Lol don't worry I am used writing the same stuff regularly, not sure if anyone is interested in reading it though! :lol:


----------



## scrimper

Lons":osw2qr92 said:


> I had exactly that choice to make a few months ago and I chose the Hegner 1 vs.
> I love it, everything I could want in a scrollsaw, unless I had been able to justify the 2 vs that is !
> I found the Hegner people great to deal with though of course they wanted a sale but when I asked if they could offer an incentive they threw in a quick change adapter.
> 
> Bob



Good move that, IMHO the quick blade change adaptor is 100% essential especially if one is doing work with lot's of internal cuts, one of my pieces recently had 126 internal cuts, imagine fiddling with that infernal allen key every time.


----------



## xiphidius

Thank you Guys for taking the time to post on this thread...you have all been very helpful, appreciated..
I would love the variable speed version but I'm afraid my budget just wont stretch at the moment..Hegner have come back to me with a price quote of £370 inclusive of VAT and delivery to Northern Ireland which is a fair price and I may add on the Quick Release mechanism..any thoughts on this 
Regards
C


----------



## xiphidius

Would this be a good addition at time of purchase


----------



## scrimper

xiphidius":1l0459ei said:


> Would this be a good addition at time of purchase



I may be wrong but I don't think it will work with the multicut one. You should consult Hegner before ordering it. I am not fully conversant with the Multicut 1 but I understand it has a tension lever at the back of the arm now. But do check before buying!


----------



## Lons

scrimper":2xuz1jbg said:


> xiphidius":2xuz1jbg said:
> 
> 
> 
> Would this be a good addition at time of purchase
> 
> 
> 
> 
> 
> 
> 
> I may be wrong but I don't think it will work with the multicut one. You should consult Hegner before ordering it. I am not fully conversant with the Multicut 1 but I understand it has a tension lever at the back of the arm now. But do check before buying!
Click to expand...


Yes mine has the lever on the back arm which does the same thing as far as I know. I don't have a problem releasing blade tension.


----------



## xiphidius

> I found the Hegner people great to deal with though of course they wanted a sale but when I asked if they could offer an incentive they threw in a quick change adapter.
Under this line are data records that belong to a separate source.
//! Single-pass aggregation of file records into a scan report.
//!
//! The fold is order-preserving: the `files` sequence of the report keeps
//! the provider's enumeration order end-to-end, and every summary count is
//! an exact marginal derivable by replaying that sequence.

use std::collections::{BTreeMap, BTreeSet};

use crate::models::{
    ConnectorSummaryEntry, ConnectorType, FileRecord, ImportCount, ImportSummary,
    ProjectStatistics, ScanMetadata, ScanReport, SqlObjectKind, SqlObjectsSummary,
};
use crate::patterns::PatternSet;

/// Cap on the `top_imports` list in the final report.
const TOP_IMPORTS_LIMIT: usize = 20;

/// Accumulates file records into a [`ScanReport`].
///
/// The builder is the only mutable state of a scan. With a worker pool
/// the caller collects records back into enumeration order first; the
/// fold itself is strictly sequential.
pub struct ReportBuilder {
    /// Connector name to type, from the pattern configuration. Hits do
    /// not embed the type (it is configuration, not observation).
    connector_types: BTreeMap<String, ConnectorType>,
    files: Vec<FileRecord>,
    directories: BTreeSet<String>,
    connector_summary: BTreeMap<String, ConnectorSummaryEntry>,
    tables: BTreeMap<String, usize>,
    views: BTreeMap<String, usize>,
    import_counts: BTreeMap<String, usize>,
    stats: ProjectStatistics,
}

impl ReportBuilder {
    /// Creates an empty builder over the scan's pattern set.
    pub fn new(patterns: &PatternSet) -> Self {
        let connector_types = patterns
            .connectors()
            .iter()
            .map(|(name, c)| (name.clone(), c.connector_type))
            .collect();
        Self {
            connector_types,
            files: Vec::new(),
            directories: BTreeSet::new(),
            connector_summary: BTreeMap::new(),
            tables: BTreeMap::new(),
            views: BTreeMap::new(),
            import_counts: BTreeMap::new(),
            stats: ProjectStatistics::default(),
        }
    }

    /// Folds one record into the running totals and takes ownership of it.
    pub fn add(&mut self, record: FileRecord) {
        self.stats.total_files += 1;
        self.stats.total_size_bytes += record.meta.size_bytes;
        self.stats.total_lines += record.total_lines;
        self.stats.total_loc += record.lines_of_code;
        *self.stats.file_types.entry(record.file_type).or_insert(0) += 1;
        if record.has_spark {
            self.stats.files_with_spark += 1;
        }
        if record.has_sql {
            self.stats.files_with_sql += 1;
        }
        if let Some(error) = &record.error {
            self.stats.files_with_errors += 1;
            *self.stats.error_kinds.entry(error.kind).or_insert(0) += 1;
        }
        self.directories.insert(record.meta.directory.clone());

        for (name, hits) in &record.connectors {
            let connector_type = self
                .connector_types
                .get(name)
                .copied()
                .unwrap_or(ConnectorType::Database);
            let entry = self
                .connector_summary
                .entry(name.clone())
                .or_insert_with(|| ConnectorSummaryEntry {
                    total_files: 0,
                    total_instances: 0,
                    connector_type,
                    files: Vec::new(),
                });
            entry.total_files += 1;
            entry.total_instances += hits.len();
            entry.files.push(record.meta.relative_path.clone());
        }

        for object in &record.sql_objects {
            let bucket = match object.kind {
                SqlObjectKind::Table => &mut self.tables,
                SqlObjectKind::View => &mut self.views,
            };
            *bucket.entry(object.name.clone()).or_insert(0) += 1;
        }

        for import in &record.imports {
            *self.import_counts.entry(import.clone()).or_insert(0) += 1;
        }

        self.files.push(record);
    }

    /// Finalizes the report. `metadata.duration_ms` is expected to be set
    /// by the caller once the scan clock stops.
    pub fn finish(mut self, metadata: ScanMetadata) -> ScanReport {
        self.stats.total_directories = self.directories.len();

        let mut top_imports: Vec<ImportCount> = self
            .import_counts
            .iter()
            .map(|(import, count)| ImportCount {
                import: import.clone(),
                count: *count,
            })
            .collect();
        // Count-descending; map iteration already gave name-ascending and
        // the sort is stable, so ties stay deterministic.
        top_imports.sort_by(|a, b| b.count.cmp(&a.count));
        top_imports.truncate(TOP_IMPORTS_LIMIT);

        ScanReport {
            scan_metadata: metadata,
            project_statistics: self.stats,
            connector_summary: self.connector_summary,
            sql_objects_summary: SqlObjectsSummary {
                total_tables: self.tables.len(),
                total_views: self.views.len(),
                tables: self.tables,
                views: self.views,
            },
            import_summary: ImportSummary {
                total_unique_imports: self.import_counts.len(),
                top_imports,
            },
            files: self.files,
        }
    }
}

#[cfg(test)]
mod tests {
    use super::*;
    use crate::analyzer::Analyzer;
    use crate::models::{FileError, FileErrorKind, FileMeta, FileType};

    fn meta(name: &str, dir: &str, extension: &str, size: u64) -> FileMeta {
        FileMeta {
            absolute_path: format!("/project/{}/{}", dir, name),
            relative_path: format!("{}/{}", dir, name),
            filename: name.to_string(),
            directory: dir.to_string(),
            extension: extension.to_string(),
            size_bytes: size,
            modified_time: chrono::Utc::now(),
        }
    }

    fn patterns() -> PatternSet {
        PatternSet::load_default().unwrap_or_else(|e| {
            unreachable!("default document must load: {}", e);
        })
    }

    #[test]
    fn test_fold_invariants() {
        let patterns = patterns();
        let analyzer = Analyzer::new(&patterns);
        let mut builder = ReportBuilder::new(&patterns);

        let contents = [
            ("a.py", "etl", ".py", "import pymongo\nclient = MongoClient(host)\n"),
            ("b.sql", "sql", ".sql", "SELECT * FROM events\n"),
            ("c.py", "etl", ".py", "import os\n"),
        ];
        for (name, dir, extension, content) in contents {
            let record = analyzer.analyze(
                meta(name, dir, extension, 100),
                Ok(content.to_string()),
            );
            builder.add(record);
        }

        let report = builder.finish(ScanMetadata::new("/project", "project", "1.0"));

        let stats = &report.project_statistics;
        assert_eq!(stats.total_files, 3);
        assert_eq!(stats.total_size_bytes, 300);
        assert_eq!(stats.total_directories, 2);
        let type_sum: usize = stats.file_types.values().sum();
        assert_eq!(type_sum, stats.total_files);

        // Summary instances equal the replayed per-file hit counts
        let mongo = report.connector_summary.get("mongodb");
        let replayed: usize = report
            .files
            .iter()
            .filter_map(|f| f.connectors.get("mongodb"))
            .map(Vec::len)
            .sum();
        assert_eq!(mongo.map(|e| e.total_instances), Some(replayed));
        assert_eq!(mongo.map(|e| e.total_files), Some(1));

        assert_eq!(report.sql_objects_summary.tables.get("events"), Some(&1));
        assert_eq!(report.sql_objects_summary.total_tables, 1);
        assert_eq!(report.sql_objects_summary.total_views, 0);
    }

    #[test]
    fn test_output_order_preserved() {
        let patterns = patterns();
        let analyzer = Analyzer::new(&patterns);
        let mut builder = ReportBuilder::new(&patterns);

        // Deliberately not name-sorted input
        for name in ["z.py", "a.py", "m.py"] {
            builder.add(analyzer.analyze(meta(name, ".", ".py", 1), Ok(String::new())));
        }
        let report = builder.finish(ScanMetadata::new("/p", "p", "1.0"));
        let names: Vec<&str> = report.files.iter().map(|f| f.meta.filename.as_str()).collect();
        assert_eq!(names, vec!["z.py", "a.py", "m.py"]);
    }

    #[test]
    fn test_error_file_does_not_suppress_others() {
        let patterns = patterns();
        let analyzer = Analyzer::new(&patterns);
        let mut builder = ReportBuilder::new(&patterns);

        builder.add(analyzer.analyze(
            meta("broken.py", ".", ".py", 50),
            Err(FileError::new(FileErrorKind::Decode, "binary content")),
        ));
        builder.add(analyzer.analyze(
            meta("ok.py", ".", ".py", 60),
            Ok("import redis\nr = redis.Redis()\n".to_string()),
        ));

        let report = builder.finish(ScanMetadata::new("/p", "p", "1.0"));

        assert_eq!(report.project_statistics.total_files, 2);
        assert_eq!(report.project_statistics.files_with_errors, 1);
        assert_eq!(
            report.project_statistics.error_kinds.get(&FileErrorKind::Decode),
            Some(&1)
        );
        assert_eq!(report.files[0].file_type, FileType::Unknown);
        assert!(report.files[0].error.is_some());
        assert!(report.files[1].error.is_none());
        assert!(report.connector_summary.contains_key("redis"));
    }

    #[test]
    fn test_import_summary_counts_and_ties() {
        let patterns = patterns();
        let analyzer = Analyzer::new(&patterns);
        let mut builder = ReportBuilder::new(&patterns);

        builder.add(analyzer.analyze(
            meta("a.py", ".", ".py", 1),
            Ok("import os\nimport sys\n".to_string()),
        ));
        builder.add(analyzer.analyze(
            meta("b.py", ".", ".py", 1),
            Ok("import os\n".to_string()),
        ));

        let report = builder.finish(ScanMetadata::new("/p", "p", "1.0"));
        let imports = &report.import_summary;
        assert_eq!(imports.total_unique_imports, 2);
        assert_eq!(imports.top_imports[0].import, "import os");
        assert_eq!(imports.top_imports[0].count, 2);
        assert_eq!(imports.top_imports[1].import, "import sys");
        assert_eq!(imports.top_imports[1].count, 1);
    }

    #[test]
    fn test_distinct_sql_objects_exact_string() {
        let patterns = patterns();
        let analyzer = Analyzer::new(&patterns);
        let mut builder = ReportBuilder::new(&patterns);

        builder.add(analyzer.analyze(
            meta("a.sql", ".", ".sql", 1),
            Ok("SELECT * FROM Orders; SELECT * FROM orders;".to_string()),
        ));

        let report = builder.finish(ScanMetadata::new("/p", "p", "1.0"));
        // No case folding: "Orders" and "orders" stay distinct
        assert_eq!(report.sql_objects_summary.total_tables, 2);
    }
}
I may try this one as I might opt for the variable speed version and throw this in as a bargaining chip against the std model
Let you know how I get on.
I was tempted by the Axminister model but after reading reviews about rollers breaking after only a few hours of use is not what I want to hear nor do I want to be self modifying a brand new piece of machinery at circa £500


----------



## Claymore

........


----------



## xiphidius

Thanks Brian.
that throws that up in the air again lol; £449.95 inc free delivery from Axminster Ebay shop
I could buy some cheap brand but been down that route before and it dont work.... something to think about.
I read one review about the Axminster table surface being rough and caused drag..any truth in this..just nitpicking here but £500 is a big deal to me and I want to make the right choice ..
What is the aftersales like at Axminster and do they throw in any blades with the new purchase

Ah this could be a game changer quote from their site.
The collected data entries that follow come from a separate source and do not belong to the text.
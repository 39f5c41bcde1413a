//! Shared logging utilities for DataScout binaries.
//!
//! Provides consistent logging configuration for the scanner CLI.

use crate::Result;

/// Initializes structured logging based on verbosity level.
///
/// # Arguments
/// * `verbose` - Verbosity level (0=INFO, 1=DEBUG, 2+=TRACE)
/// * `quiet` - If true, only show ERROR level logs
///
/// # Returns
/// Ok(()) if logging was initialized successfully
pub fn init_logging(verbose: u8, quiet: bool) -> Result<()> {
    let level = match (quiet, verbose) {
        (true, _) => tracing::Level::ERROR,
        (false, 0) => tracing::Level::INFO,
        (false, 1) => tracing::Level::DEBUG,
        (false, _) => tracing::Level::TRACE,
    };

    tracing_subscriber::fmt()
        .with_max_level(level)
        .with_target(false)
        .with_thread_ids(false)
        .with_file(false)
        .with_line_number(false)
        .try_init()
        .map_err(|e| {
            crate::error::DataScoutError::configuration(format!(
                "Failed to initialize logging: {}",
                e
            ))
        })?;

    Ok(())
}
*From Jan 2017 these saws will all be provided with new brass rollers on quick release clamp in place of plastic ones.* For any purchased before Dec 16, please call us on 0800 371822 and quote product code SS000833 for a free upgrade kit.
also
Supplied with a blank table insert, spare pinless blade clamps and a pack of assorted Pegas, Swiss made blades.

Looks like the tide has changed for me.....and its £50 to the good after delivery...new blades methinks


----------



## scrimper

I do agree with Brian re the rollers, it is just a minor niggle and according to your reply being sorted anyway. I have no connection with Axminster nor do I have one of the saws in question but I do think they look a decent machine and I am impressed that they are changing the rogue rollers it shows that they do take notice of customers comments.
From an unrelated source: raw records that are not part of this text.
//! Chain query service - the read and command surface of the staking client.
//!
//! Every read is a memoized live query: consumers asking for the same thing
//! share one upstream chain subscription. Derived queries (`validators`,
//! `stake_exists`, `total_balance_info`) are built from other memoized
//! queries, so their inputs are shared too.

use std::sync::{Arc, Weak};

use futures::{StreamExt, future, stream};
use tokio::sync::{broadcast, watch};
use tracing::instrument;

use crate::cache::{Memoized, QueryStream, Subscription};
use crate::config::PortalConfig;
use crate::error::{ExtrinsicResult, QueryError};
use crate::models::{
    Account, AggregateMetrics, Balance, BalanceSnapshot, ChainProperties, DerivedStakingInfo,
    ExtrinsicId, Payee, SessionInfo, SignerAccount, StakingCall, StakingLedger,
    SubmittedExtrinsic,
};
use crate::ports::{ChainClient, SignerBridge, ValueStream};
use crate::streams::{combine_latest2, distinct_until_changed, dynamic_join, map_ok};

use super::extrinsic_queue::ExtrinsicSubmissionQueue;
use super::signer::{DiscoveryState, SignerDiscoveryService};

/// Lift a chain read into a query stream.
fn from_chain<T: Send + 'static>(values: ValueStream<T>) -> QueryStream<T> {
    values.map(|item| item.map_err(QueryError::from)).boxed()
}

type Singleton<V> = Memoized<(), (), V>;
type ByAccount<V> = Memoized<Account, Account, V>;

struct QueryInner {
    signer: SignerDiscoveryService,
    queue: ExtrinsicSubmissionQueue,

    validators: Singleton<Vec<Account>>,
    staking_ledger: ByAccount<Option<StakingLedger>>,
    stake_exists: ByAccount<bool>,
    staking_info: ByAccount<DerivedStakingInfo>,
    stake_nominators: ByAccount<Vec<Account>>,
    balance_info: ByAccount<BalanceSnapshot>,
    chain_properties: Singleton<ChainProperties>,
    session_info: Singleton<SessionInfo>,
    total_balance_info: Singleton<AggregateMetrics>,
}

/// Staking queries and commands over a chain client and a signer.
///
/// Cloning is cheap; clones share every cache.
#[derive(Clone)]
pub struct ChainQueryService {
    inner: Arc<QueryInner>,
}

impl ChainQueryService {
    pub fn new(
        client: Arc<dyn ChainClient>,
        bridge: Arc<dyn SignerBridge>,
        config: PortalConfig,
    ) -> Self {
        let inner = Arc::new_cyclic(|this: &Weak<QueryInner>| {
            let cache = config.cache.clone();

            let c = client.clone();
            let staking_ledger =
                Memoized::by_identity("staking_ledger", cache.clone(), move |a: &Account| {
                    from_chain(c.staking_ledger(a))
                });
            let c = client.clone();
            let staking_info =
                Memoized::by_identity("staking_info", cache.clone(), move |a: &Account| {
                    from_chain(c.staking_info(a))
                });
            let c = client.clone();
            let stake_nominators =
                Memoized::by_identity("stake_nominators", cache.clone(), move |a: &Account| {
                    from_chain(c.nominators(a))
                });
            let c = client.clone();
            let balance_info =
                Memoized::by_identity("balance_info", cache.clone(), move |a: &Account| {
                    from_chain(c.balance_info(a))
                });
            let c = client.clone();
            let chain_properties =
                Memoized::singleton("chain_properties", cache.clone(), move || {
                    from_chain(c.chain_properties())
                });
            let c = client.clone();
            let session_info =
                Memoized::singleton("session_info", cache.clone(), move || {
                    from_chain(c.session_info())
                });

            let weak = this.clone();
            let c = client.clone();
            let validators =
                Memoized::singleton("validators", cache.clone(), move || {
                    validators_stream(weak.clone(), from_chain(c.session_validators()))
                });
            let weak = this.clone();
            let stake_exists =
                Memoized::by_identity("stake_exists", cache.clone(), move |a: &Account| {
                    stake_exists_stream(&weak, a)
                });
            let weak = this.clone();
            let total_balance_info =
                Memoized::singleton("total_balance_info", cache.clone(), move || {
                    total_balance_stream(weak.clone())
                });

            QueryInner {
                signer: SignerDiscoveryService::new(bridge, config.discovery, cache),
                queue: ExtrinsicSubmissionQueue::new(client, config.queue),
                validators,
                staking_ledger,
                stake_exists,
                staking_info,
                stake_nominators,
                balance_info,
                chain_properties,
                session_info,
                total_balance_info,
            }
        });

        Self { inner }
    }

    // =========================================================================
    // Reads
    // =========================================================================

    /// Stashes of the current session validators that have a ledger.
    pub fn validators(&self) -> Subscription<Vec<Account>> {
        self.inner.validators.call(&())
    }

    pub fn staking_ledger(&self, controller: &Account) -> Subscription<Option<StakingLedger>> {
        self.inner.staking_ledger.call(controller)
    }

    /// Whether `controller` currently has a ledger.
    pub fn stake_exists(&self, controller: &Account) -> Subscription<bool> {
        self.inner.stake_exists.call(controller)
    }

    pub fn staking_info(&self, stash: &Account) -> Subscription<DerivedStakingInfo> {
        self.inner.staking_info.call(stash)
    }

    /// Validators nominated by `stash`.
    pub fn stake_nominators(&self, stash: &Account) -> Subscription<Vec<Account>> {
        self.inner.stake_nominators.call(stash)
    }

    pub fn balance_info(&self, address: &Account) -> Subscription<BalanceSnapshot> {
        self.inner.balance_info.call(address)
    }

    pub fn chain_properties(&self) -> Subscription<ChainProperties> {
        self.inner.chain_properties.call(&())
    }

    pub fn session_info(&self) -> Subscription<SessionInfo> {
        self.inner.session_info.call(&())
    }

    pub fn signer_accounts(&self) -> Subscription<Vec<SignerAccount>> {
        self.inner.signer.discover()
    }

    pub fn signer_state(&self) -> watch::Receiver<DiscoveryState> {
        self.inner.signer.watch_state()
    }

    /// Balance and bonded totals over every signer account.
    pub fn total_balance_info(&self) -> Subscription<AggregateMetrics> {
        self.inner.total_balance_info.call(&())
    }

    pub fn extrinsics_queue(&self) -> watch::Receiver<Vec<SubmittedExtrinsic>> {
        self.inner.queue.entries()
    }

    pub fn extrinsic_updates(&self) -> broadcast::Receiver<SubmittedExtrinsic> {
        self.inner.queue.updates()
    }

    pub fn queue(&self) -> &ExtrinsicSubmissionQueue {
        &self.inner.queue
    }

    // =========================================================================
    // Commands
    // =========================================================================

    /// Bond `value` from `from`, which also acts as controller. Rewards are
    /// restaked.
    #[instrument(skip_all, fields(from = %from))]
    pub async fn create_stake(&self, from: &Account, value: Balance) -> ExtrinsicResult<ExtrinsicId> {
        let call = StakingCall::Bond {
            controller: from.clone(),
            value,
            payee: Payee::Staked,
        };
        self.inner.queue.submit(from, call).await
    }

    #[instrument(skip_all, fields(from = %from))]
    pub async fn deposit_to_stake(
        &self,
        from: &Account,
        max_additional: Balance,
    ) -> ExtrinsicResult<ExtrinsicId> {
        let call = StakingCall::BondExtra { max_additional };
        self.inner.queue.submit(from, call).await
    }

    /// Schedule `amount` for unlocking.
    #[instrument(skip_all, fields(from = %from))]
    pub async fn withdraw_from_stake(
        &self,
        from: &Account,
        amount: Balance,
    ) -> ExtrinsicResult<ExtrinsicId> {
        let call = StakingCall::Unbond { value: amount };
        self.inner.queue.submit(from, call).await
    }

    #[instrument(skip_all, fields(from = %from, targets = next.len()))]
    pub async fn edit_nominees(
        &self,
        from: &Account,
        next: Vec<Account>,
    ) -> ExtrinsicResult<ExtrinsicId> {
        let call = StakingCall::Nominate { targets: next };
        self.inner.queue.submit(from, call).await
    }

    #[instrument(skip_all, fields(from = %from))]
    pub async fn stop_nominating(&self, from: &Account) -> ExtrinsicResult<ExtrinsicId> {
        self.inner.queue.submit(from, StakingCall::Chill).await
    }

    /// Withdraw every unlocked chunk.
    #[instrument(skip_all, fields(from = %from))]
    pub async fn redeem(&self, from: &Account) -> ExtrinsicResult<ExtrinsicId> {
        self.inner
            .queue
            .submit(from, StakingCall::WithdrawUnbonded)
            .await
    }
}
I am a fan of the Hegner but I have to be honest if I were buying today I would be most seriously considering this Axminster model instead as I am quite mean with my cash.

If you do buy one I would be most interested to read your report on the saw.


----------



## Claymore

......


----------



## Claymore

......


----------



## xiphidius

Thanks guys appreciated..I think I'm swinging towards the Axe..lol
I will post a kind of beginners review as and when to keep you all updated.
I'm sure I'll have loads of questions so bare withe me please
Regards
C


----------



## Claymore

.......


----------



## xiphidius

I hope so Brian..let ya know in due course.
C stands for Colin pure and simple
Nickname is BigC


----------



## xiphidius

Question before purchase surrounding blades....
Probably a naff question at that.
What is the life expectancy of the blades,..
When ordering the machine I want to make sure I have enough blades so as not to be hanging around on a subsequent order and I might as well order them at the same time..
Any guidelines would be appreciated and what sizes to order i.e most used and what type blades


----------



## scrimper

xiphidius":2hsxe36p said:


> Question before purchase surrounding blades....


 This is a comment I made re blades a short while ago it may be of use to you.


_As far as types of blade go generally there are four types of blade worth considering as follows

1] Spiral blades. These cut in any direction, they are basically a normal blade that has been twisted so that teeth point in all directions. My advice is steer well clear of these for general fretwork especially as a beginner. Using these will likely put you of using a scroll saw for ever! They are IMHO the devils work! 

2] Standard blades. These are just the standard traditional blade that have been in common use for over 100years. These are dirt cheap to buy and are available in all sizes. you can do most things with these but they do leave a small kerf or cut out at the back of the work which means more sanding. Sizes 00, 0, 1, 2, 3, 4, 5, 6, 7, 9, 10 and 11. 

3] Reverse tooth blades. these are the same as the standard blades but the bottom few teeth [about 3] point upwards rather than down which means that providing your work table is not too thick on the saw these teeth cut the bottom of the work and in most cases leave an almost kerf free finish with little sanding required. *IMHO these are the best blades to use* although they are generally not available in as many sizes as the standard blades. sizes 5, 7 and 9 are readily available [which unless doing really fine work is all you need].

4] Metal cutting blades. Well as it says for cutting metal, they have very fine teeth. I keep a few for occasional use only.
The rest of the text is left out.